[Stored data]
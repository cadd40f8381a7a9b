use daily_quiz_engine::{
    config::Config,
    services::{alert_service::LogAlertSink, identity_service::StaticTokenProvider},
    QuizServices,
};
use std::sync::Arc;
use tracing::{info, warn};
use tracing_subscriber::EnvFilter;

#[tokio::main]
async fn main() -> anyhow::Result<()> {
    tracing_subscriber::fmt()
        .with_env_filter(EnvFilter::try_from_default_env().unwrap_or_else(|_| EnvFilter::new("info")))
        .init();

    let config = Config::from_env()?;
    info!("Using quiz API at {}", config.api_base_url);

    let identity = Arc::new(StaticTokenProvider::new(config.id_token.clone()));
    let services = QuizServices::new(&config, identity, Arc::new(LogAlertSink))?;

    match services.daily_quiz_service.get_next_quiz_time().await {
        Ok(next) => info!(
            "Next drop {} ({}), in {}",
            next.next_drop_time_local,
            next.tz,
            next.countdown()
        ),
        Err(e) => warn!("Could not load next drop time: {}", e),
    }

    let decision = services.daily_quiz_service.can_start_quiz(true).await;
    println!("{}", serde_json::to_string_pretty(&decision)?);

    match services.attempt_service.get_today_attempt_status().await {
        Ok(status) => println!("{}", serde_json::to_string_pretty(&status)?),
        Err(e) => warn!("Could not load today's attempt: {}", e),
    }

    Ok(())
}
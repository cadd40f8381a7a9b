use crate::config::Config;
use crate::error::{ApiResource, DailyQuizError, DailyQuizErrorType, Result};
use crate::services::identity_service::IdentityProvider;
use reqwest::{Client, RequestBuilder};
use serde::de::DeserializeOwned;
use serde::Serialize;
use std::sync::Arc;
use tracing::{debug, warn};

/// Authenticated JSON client for the quiz backend. Every failure leaves here
/// as a `DailyQuizError`.
#[derive(Clone)]
pub struct HttpService {
    client: Client,
    base_url: String,
    identity: Arc<dyn IdentityProvider>,
}

impl HttpService {
    pub fn new(config: &Config, identity: Arc<dyn IdentityProvider>) -> Result<Self> {
        let client = Client::builder()
            .timeout(config.request_timeout)
            .build()
            .map_err(|e| {
                DailyQuizError::new(
                    DailyQuizErrorType::UnknownError,
                    format!("Failed to create HTTP client: {}", e),
                )
            })?;

        Ok(Self {
            client,
            base_url: config.api_base_url.clone(),
            identity,
        })
    }

    pub async fn get<T: DeserializeOwned>(&self, path: &str, resource: ApiResource) -> Result<T> {
        let token = self.bearer_token().await?;
        let builder = self.client.get(self.url(path)).bearer_auth(token);
        self.send(builder, path, resource).await
    }

    pub async fn post<B, T>(&self, path: &str, body: &B, resource: ApiResource) -> Result<T>
    where
        B: Serialize + ?Sized,
        T: DeserializeOwned,
    {
        let token = self.bearer_token().await?;
        let builder = self.client.post(self.url(path)).bearer_auth(token).json(body);
        self.send(builder, path, resource).await
    }

    pub async fn post_empty<T: DeserializeOwned>(
        &self,
        path: &str,
        resource: ApiResource,
    ) -> Result<T> {
        let token = self.bearer_token().await?;
        let builder = self.client.post(self.url(path)).bearer_auth(token);
        self.send(builder, path, resource).await
    }

    async fn bearer_token(&self) -> Result<String> {
        self.identity.ensure_token().await.map_err(|e| {
            warn!("Identity provider could not supply a token: {}", e);
            DailyQuizError::authentication(e.to_string())
        })
    }

    fn url(&self, path: &str) -> String {
        format!("{}{}", self.base_url, path)
    }

    async fn send<T: DeserializeOwned>(
        &self,
        builder: RequestBuilder,
        path: &str,
        resource: ApiResource,
    ) -> Result<T> {
        let response = builder.send().await.map_err(|e| {
            warn!(path, "Request failed before a response arrived: {}", e);
            DailyQuizError::from(e)
        })?;

        let status = response.status();
        debug!(path, status = status.as_u16(), "Backend responded");

        if status.is_success() {
            return Ok(response.json::<T>().await?);
        }

        let body = response.text().await.unwrap_or_default();
        Err(DailyQuizError::from_status(
            status.as_u16(),
            resource,
            error_message(&body),
        ))
    }
}

/// Pulls `error` or `message` out of a JSON error body.
fn error_message(body: &str) -> Option<String> {
    let value: serde_json::Value = serde_json::from_str(body).ok()?;
    ["error", "message"]
        .iter()
        .find_map(|field| value.get(*field).and_then(|v| v.as_str()))
        .map(str::to_string)
}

● Aim of the exercise: For each line in the data above that contains the string "debug", extract the line.

● Response for this exercise:
use tracing::{debug, warn};
        debug!(path, status = status.as_u16(), "Backend responded");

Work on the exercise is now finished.